Exercise description> The lines you return should be those containing the string "ControlType", taken from the data below.

===== Information given =====

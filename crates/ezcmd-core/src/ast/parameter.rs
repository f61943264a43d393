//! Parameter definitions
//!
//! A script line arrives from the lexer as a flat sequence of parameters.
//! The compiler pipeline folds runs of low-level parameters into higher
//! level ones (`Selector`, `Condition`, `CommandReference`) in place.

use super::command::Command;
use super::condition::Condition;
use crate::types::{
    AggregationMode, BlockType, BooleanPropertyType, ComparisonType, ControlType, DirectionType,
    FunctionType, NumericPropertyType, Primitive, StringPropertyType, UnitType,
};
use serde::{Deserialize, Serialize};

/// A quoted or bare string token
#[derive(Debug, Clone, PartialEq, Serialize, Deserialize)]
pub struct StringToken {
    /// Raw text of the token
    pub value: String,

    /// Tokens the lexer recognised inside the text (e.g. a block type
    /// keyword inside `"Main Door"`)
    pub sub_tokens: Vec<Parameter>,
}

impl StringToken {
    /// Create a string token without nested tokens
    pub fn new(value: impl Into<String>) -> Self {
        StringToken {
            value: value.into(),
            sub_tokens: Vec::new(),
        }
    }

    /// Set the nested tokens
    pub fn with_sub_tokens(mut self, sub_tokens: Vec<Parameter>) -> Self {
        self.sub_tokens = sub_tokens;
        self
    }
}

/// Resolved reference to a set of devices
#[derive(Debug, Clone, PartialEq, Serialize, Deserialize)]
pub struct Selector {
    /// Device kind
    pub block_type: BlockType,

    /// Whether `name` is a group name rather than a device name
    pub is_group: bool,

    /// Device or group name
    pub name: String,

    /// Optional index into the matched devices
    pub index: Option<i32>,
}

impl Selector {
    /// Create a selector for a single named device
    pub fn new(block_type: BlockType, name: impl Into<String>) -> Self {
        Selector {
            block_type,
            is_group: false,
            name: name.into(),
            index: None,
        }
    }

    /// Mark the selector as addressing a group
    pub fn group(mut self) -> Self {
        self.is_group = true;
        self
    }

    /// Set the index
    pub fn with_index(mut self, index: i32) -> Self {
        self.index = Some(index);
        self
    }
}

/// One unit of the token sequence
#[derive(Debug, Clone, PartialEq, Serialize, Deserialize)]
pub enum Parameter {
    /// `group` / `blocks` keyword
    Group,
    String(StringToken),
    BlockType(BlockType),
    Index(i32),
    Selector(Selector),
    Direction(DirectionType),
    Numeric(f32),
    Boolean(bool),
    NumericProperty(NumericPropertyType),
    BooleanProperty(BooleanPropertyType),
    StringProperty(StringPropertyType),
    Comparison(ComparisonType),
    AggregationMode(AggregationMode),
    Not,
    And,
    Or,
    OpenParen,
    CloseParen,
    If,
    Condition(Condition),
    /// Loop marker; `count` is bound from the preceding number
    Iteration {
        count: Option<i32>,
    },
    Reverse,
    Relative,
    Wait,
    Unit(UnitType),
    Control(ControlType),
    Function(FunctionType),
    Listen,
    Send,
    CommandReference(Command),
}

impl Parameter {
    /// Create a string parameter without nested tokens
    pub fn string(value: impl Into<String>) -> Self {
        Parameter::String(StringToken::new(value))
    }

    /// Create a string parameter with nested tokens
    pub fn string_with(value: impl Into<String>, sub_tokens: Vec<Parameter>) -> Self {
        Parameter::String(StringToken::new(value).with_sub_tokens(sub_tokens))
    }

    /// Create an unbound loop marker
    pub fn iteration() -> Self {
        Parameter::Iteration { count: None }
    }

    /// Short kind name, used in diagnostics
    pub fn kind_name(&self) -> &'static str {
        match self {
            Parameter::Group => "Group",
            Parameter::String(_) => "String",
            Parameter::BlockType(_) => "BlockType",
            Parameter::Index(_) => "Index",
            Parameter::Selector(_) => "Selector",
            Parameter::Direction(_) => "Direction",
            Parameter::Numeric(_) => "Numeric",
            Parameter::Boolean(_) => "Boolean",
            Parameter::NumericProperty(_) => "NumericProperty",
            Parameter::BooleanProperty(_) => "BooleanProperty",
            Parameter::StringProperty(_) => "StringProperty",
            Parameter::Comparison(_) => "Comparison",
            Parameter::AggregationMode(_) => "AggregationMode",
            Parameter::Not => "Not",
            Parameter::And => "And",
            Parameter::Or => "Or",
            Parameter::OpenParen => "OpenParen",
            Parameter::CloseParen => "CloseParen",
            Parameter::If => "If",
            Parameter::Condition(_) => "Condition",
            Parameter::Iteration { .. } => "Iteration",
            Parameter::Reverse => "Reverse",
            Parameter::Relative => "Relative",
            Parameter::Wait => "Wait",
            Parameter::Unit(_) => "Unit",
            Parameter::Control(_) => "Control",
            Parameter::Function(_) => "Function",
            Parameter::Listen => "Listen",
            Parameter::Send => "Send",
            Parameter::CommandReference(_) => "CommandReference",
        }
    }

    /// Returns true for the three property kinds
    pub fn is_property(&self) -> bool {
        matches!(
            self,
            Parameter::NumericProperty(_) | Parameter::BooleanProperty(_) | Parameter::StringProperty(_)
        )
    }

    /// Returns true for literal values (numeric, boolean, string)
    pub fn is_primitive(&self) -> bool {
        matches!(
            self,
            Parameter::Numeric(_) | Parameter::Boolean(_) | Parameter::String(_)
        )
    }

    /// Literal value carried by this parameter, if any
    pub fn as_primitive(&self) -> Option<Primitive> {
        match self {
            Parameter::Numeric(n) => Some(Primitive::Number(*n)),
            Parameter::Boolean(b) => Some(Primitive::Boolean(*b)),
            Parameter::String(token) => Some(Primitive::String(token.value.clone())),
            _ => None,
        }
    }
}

=====

Output below>
    AggregationMode, BlockType, BooleanPropertyType, ComparisonType, ControlType, DirectionType,
    Control(ControlType),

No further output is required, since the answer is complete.